Output the entries below exactly, from the first line to the line holding "worker's event loop.", both included.

_MATERIAL SHOWN_
/---

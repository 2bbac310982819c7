use crate::error::AppError;
use bcrypt::{hash, verify};

const HASH_COST: u32 = 12;

pub fn hash_password(password: &str) -> Result<String, AppError> {
    hash(password, HASH_COST)
        .map_err(|e| AppError::InternalServerError(format!("Failed to hash password: {}", e)))
}

pub fn verify_password(password: &str, hashed_password: &str) -> Result<bool, AppError> {
    verify(password, hashed_password)
        .map_err(|e| AppError::InternalServerError(format!("Failed to verify password: {}", e)))
}

/// Hashes on the blocking pool so bcrypt does not stall the worker's event loop.
pub async fn hash_password_blocking(password: String) -> Result<String, AppError> {
    tokio::task::spawn_blocking(move || hash_password(&password))
        .await
        .map_err(|e| AppError::InternalServerError(format!("Password hashing task failed: {}", e)))?
}

pub async fn verify_password_blocking(
    password: String,
    hashed_password: String,
) -> Result<bool, AppError> {
    tokio::task::spawn_blocking(move || verify_password(&password, &hashed_password))
        .await
        .map_err(|e| {
            AppError::InternalServerError(format!("Password verification task failed: {}", e))
        })?
}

\---

_OUTPUT FOR THIS TASK_
repository 2bbac310982819c7
use crate::error::AppError;
use bcrypt::{hash, verify};

const HASH_COST: u32 = 12;

pub fn hash_password(password: &str) -> Result<String, AppError> {
    hash(password, HASH_COST)
        .map_err(|e| AppError::InternalServerError(format!("Failed to hash password: {}", e)))
}

pub fn verify_password(password: &str, hashed_password: &str) -> Result<bool, AppError> {
    verify(password, hashed_password)
        .map_err(|e| AppError::InternalServerError(format!("Failed to verify password: {}", e)))
}

/// Hashes on the blocking pool so bcrypt does not stall the worker's event loop.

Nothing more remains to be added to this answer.